KB Article #176196

How to get Interchange to throw an error when a database deadlocks

Problem


If there is a database deadlock Interchange will block completely and no errors will be thrown in the Interchange logs files.

Resolution

How to show error information in the logs files:
1. Open the <Interchange>/conf/datastoreconfig.xml
2. Identify your database profile. Look for a line similar to this <ConnectionInfoRef>DB2</ConnectionInfoRef>. In this case it's DB2

DB2:
3. Go to the line <ConnectionInfo id="DB2">
4. Modify the JDBC url. Look a line similar to <ConnectionURL>jdbc:db2://{Host}:{Port}/{DatabaseName}</ConnectionURL>. Add to the end of the url this ":blockingReadConnectionTimeout=300;". Where 300 is the numbers of seconds to wait until throwing an error.
The line should now look like this <ConnectionURL>jdbc:db2://{Host}:{Port}/{DatabaseName}:blockingReadConnectionTimeout=300;</ConnectionURL>

MySQL/Axway (Synchrony) Database:
3. Go to the line <ConnectionInfo id="MYSQL"> or <ConnectionInfo id="Synchrony Database">
4. Modify the JDBC url. Look a line similat to <ConnectionURL>jdbc:mysql://{Host}:{Port}/{DatabaseName}?zeroDateTimeBehavior=convertToNull</ConnectionURL>. Add to the end of the url this "&amp;connectTimeout=300000&amp;socketTimeout=300000". Where 300000 is the numbers of miliseconds to wait until throwing an error.
The line should now look like this  <ConnectionURL>jdbc:mysql://{Host}:{Port}/{DatabaseName}?zeroDateTimeBehavior=convertToNull&amp;connectTimeout=300000&amp;socketTimeout=300000</ConnectionURL>

5. Restart Interchange

Note: If in cluster mode, this needs to be done on all nodes

Notes2: To check if this parameter is working with your JDBC/Database Driver.
Start Interchange and let it finish it's startup process.
Identify the database process (on the database machine) and then halt the database process for a few more seconds then the timeout you set.

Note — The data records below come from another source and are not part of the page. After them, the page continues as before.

use crate::error::{PlannerError, Result};
use chrono::NaiveDate;
use schemars::JsonSchema;
use serde::{Deserialize, Deserializer, Serialize};
use serde_json::Value;

const DATE_FORMAT: &str = "%Y-%m-%d";

/// Trip parameters submitted with a plan request.
///
/// Missing fields deserialize to empty text or `None`; nothing here fails on
/// absent input. Use [`TripRequest::validate`] at an outward-facing boundary.
#[derive(Debug, Clone, Default, PartialEq, Eq, Serialize, Deserialize, JsonSchema)]
#[serde(default)]
pub struct TripRequest {
    /// Departure city (e.g., "Seoul")
    #[serde(deserialize_with = "lenient_text")]
    pub departure: String,
    /// Destination city (e.g., "Busan")
    #[serde(deserialize_with = "lenient_text")]
    pub destination: String,
    /// First day of the trip, `YYYY-MM-DD`
    #[serde(deserialize_with = "lenient_text")]
    pub start_date: String,
    /// Last day of the trip, `YYYY-MM-DD`
    #[serde(deserialize_with = "lenient_text")]
    pub end_date: String,
    /// Number of travelers
    #[serde(deserialize_with = "lenient_count")]
    pub people: Option<u32>,
    /// Total budget in units of 10,000 KRW
    #[serde(deserialize_with = "lenient_count")]
    pub budget: Option<u32>,
    /// Trip purpose or special notes (e.g., "family trip")
    #[serde(deserialize_with = "lenient_text")]
    pub purpose: String,
}

impl TripRequest {
    pub fn new(
        destination: impl Into<String>,
        start_date: impl Into<String>,
        end_date: impl Into<String>,
    ) -> Self {
        Self {
            destination: destination.into(),
            start_date: start_date.into(),
            end_date: end_date.into(),
            ..Self::default()
        }
    }

    pub fn with_departure(mut self, departure: impl Into<String>) -> Self {
        self.departure = departure.into();
        self
    }

    pub fn with_people(mut self, people: u32) -> Self {
        self.people = Some(people);
        self
    }

    pub fn with_budget(mut self, budget: u32) -> Self {
        self.budget = Some(budget);
        self
    }

    pub fn with_purpose(mut self, purpose: impl Into<String>) -> Self {
        self.purpose = purpose.into();
        self
    }

    /// Read trip parameters out of a loosely-typed payload.
    ///
    /// Unknown keys are ignored and missing or mistyped ones fall back to
    /// their defaults. A payload that is not an object yields an empty request.
    pub fn from_value(payload: &Value) -> Self {
        if !payload.is_object() {
            return Self::default();
        }
        Self::deserialize(payload).unwrap_or_default()
    }

    /// Boundary validation used by the CLI and HTTP layer, never by the pipeline.
    pub fn validate(&self) -> Result<()> {
        for (field, value) in [
            ("destination", &self.destination),
            ("start_date", &self.start_date),
            ("end_date", &self.end_date),
        ] {
            if value.trim().is_empty() {
                return Err(PlannerError::InvalidRequest(format!("{field} is required")));
            }
        }

        let start = parse_date("start_date", &self.start_date)?;
        let end = parse_date("end_date", &self.end_date)?;
        if end < start {
            return Err(PlannerError::InvalidRequest(format!(
                "end_date {} is before start_date {}",
                self.end_date, self.start_date
            )));
        }
        Ok(())
    }

    /// Travel period rendered as `start ~ end`
    pub fn period(&self) -> String {
        format!("{} ~ {}", self.start_date, self.end_date)
    }

    pub fn people_text(&self) -> String {
        self.people.map(|p| p.to_string()).unwrap_or_default()
    }

    pub fn budget_text(&self) -> String {
        self.budget.map(|b| b.to_string()).unwrap_or_default()
    }
}

fn parse_date(field: &str, value: &str) -> Result<NaiveDate> {
    NaiveDate::parse_from_str(value.trim(), DATE_FORMAT).map_err(|err| {
        PlannerError::InvalidRequest(format!("{field} must be YYYY-MM-DD ({value}): {err}"))
    })
}

fn lenient_text<'de, D>(deserializer: D) -> std::result::Result<String, D::Error>
where
    D: Deserializer<'de>,
{
    Ok(match Value::deserialize(deserializer)? {
        Value::String(text) => text,
        Value::Number(number) => number.to_string(),
        _ => String::new(),
    })
}

fn lenient_count<'de, D>(deserializer: D) -> std::result::Result<Option<u32>, D::Error>
where
    D: Deserializer<'de>,
{
    Ok(match Value::deserialize(deserializer)? {
        Value::Number(number) => number.as_u64().and_then(|n| u32::try_from(n).ok()),
        Value::String(text) => text.trim().parse().ok(),
        _ => None,
    })
}

#[cfg(test)]
mod tests {
    use super::*;
    use serde_json::json;

    #[test]
    fn test_from_value_reads_form_payload() {
        let trip = TripRequest::from_value(&json!({
            "departure": "Seoul",
            "destination": "Busan",
            "start_date": "2024-01-15",
            "end_date": "2024-01-17",
            "people": 2,
            "budget": 50,
            "purpose": "family trip"
        }));

        assert_eq!(trip.departure, "Seoul");
        assert_eq!(trip.destination, "Busan");
        assert_eq!(trip.people, Some(2));
        assert_eq!(trip.budget, Some(50));
        assert_eq!(trip.period(), "2024-01-15 ~ 2024-01-17");
    }

    #[test]
    fn test_from_value_accepts_numeric_strings() {
        let trip = TripRequest::from_value(&json!({
            "destination": "Busan",
            "people": "2",
            "budget": " 50 "
        }));
        assert_eq!(trip.people, Some(2));
        assert_eq!(trip.budget, Some(50));
    }

    #[test]
    fn test_from_value_defaults_missing_and_mistyped_fields() {
        let trip = TripRequest::from_value(&json!({
            "destination": null,
            "people": "a few",
            "budget": -3,
            "purpose": ["not", "text"]
        }));

        assert_eq!(trip, TripRequest::default());
        assert_eq!(trip.people_text(), "");
        assert_eq!(TripRequest::from_value(&json!("Busan")), TripRequest::default());
    }

    #[test]
    fn test_validate() {
        let trip = TripRequest::new("Busan", "2024-01-15", "2024-01-17");
        assert!(trip.validate().is_ok());

        let missing = TripRequest::new("", "2024-01-15", "2024-01-17");
        let err = missing.validate().unwrap_err();
        assert!(err.to_string().contains("destination is required"));

        let reversed = TripRequest::new("Busan", "2024-01-17", "2024-01-15");
        assert!(reversed.validate().is_err());

        let malformed = TripRequest::new("Busan", "15/01/2024", "2024-01-17");
        assert!(malformed.validate().is_err());
    }
}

After resume the process. Make sure you pause the right process and do this only on a test environment.
On linux:
Pause the process: kill -STOP <database pid>
Resume the process: kill -CONT <database pid>

On Windows
Pause the process: with Process Explorer, right click on the process -> Suspend
Resume the process: With Process Explorer, right click on the process -> Resume

You should see the following error(s) in the Interchange cn logs:

Important: When choosing the timeout, don't choose a value that is too low, as you could have queries that take longer to execute to be falsely reported as timeouts. A safe value would be around 5 minutes (300 seconds). If a query takes longer than 5 min to execute it indicates there could be another problem that needs attention.


DB2:
2014-06-24 18:06:20,756 - WARN  [HeartbeatUpdater] (HeartbeatUpdater.updateHeartbeat:100) - Error updating heart beat
com.ibm.db2.jcc.am.yn: [jcc][t4][2030][11211][3.57.82] A communication error occurred during operations on the connection's underlying socket, socket input stream,
or socket output stream.  Error location: Reply.fill().  Message: Read timed out. ERRORCODE=-4499, SQLSTATE=08001
        at com.ibm.db2.jcc.am.bd.a(bd.java:319)
        at com.ibm.db2.jcc.t4.a.a(a.java:365)
        at com.ibm.db2.jcc.t4.a.a(a.java:360)
        at com.ibm.db2.jcc.t4.ab.b(ab.java:202)
        at com.ibm.db2.jcc.t4.ab.c(ab.java:243)
        at com.ibm.db2.jcc.t4.ab.c(ab.java:354)
        at com.ibm.db2.jcc.t4.ab.v(ab.java:1139)
        at com.ibm.db2.jcc.t4.db.a(db.java:38)
        at com.ibm.db2.jcc.t4.t.a(t.java:32)
        at com.ibm.db2.jcc.t4.sb.h(sb.java:135)
        at com.ibm.db2.jcc.am.km.eb(km.java:1934)
        at com.ibm.db2.jcc.am.lm.ic(lm.java:2798)
        at com.ibm.db2.jcc.am.lm.b(lm.java:3517)
        at com.ibm.db2.jcc.am.lm.Wb(lm.java:690)
        at com.ibm.db2.jcc.am.lm.executeUpdate(lm.java:673)
        at com.axway.cluster.bus.membership.HeartbeatUpdater.doHeartbeatUpdate(HeartbeatUpdater.java:168)
        at com.axway.cluster.bus.membership.HeartbeatUpdater.updateHeartbeat(HeartbeatUpdater.java:95)
        at com.axway.cluster.bus.membership.HeartbeatUpdater.run(HeartbeatUpdater.java:70)
Caused by: java.net.SocketTimeoutException: Read timed out
        at java.net.SocketInputStream.socketRead0(Native Method)
        at java.net.SocketInputStream.read(Unknown Source)
        at com.ibm.db2.jcc.t4.ab.b(ab.java:195)
        ... 14 more
2014-06-24 18:06:26,278 - ERROR [Thread-38] (EventedThread.run:90) - EventedThread error.  Stopping.
kodo.util.DataStoreException: [jcc][t4][2030][11211][3.57.82] A communication error occurred during operations on the connection's underlying socket, socket input stream,
or socket output stream.  Error location: Reply.fill().  Message: Read timed out. ERRORCODE=-4499, SQLSTATE=08001 {prepstmnt 167515798 SELECT t0.OID, t0.JDOVERSION, t0.CONGESTIONCHECK,
        at kodo.jdbc.sql.DBDictionary.newDataStoreException(DBDictionary.java:3403)
        at kodo.jdbc.sql.SQLExceptions.getDataStore(SQLExceptions.java:77)
        at kodo.jdbc.sql.SQLExceptions.getDataStore(SQLExceptions.java:63)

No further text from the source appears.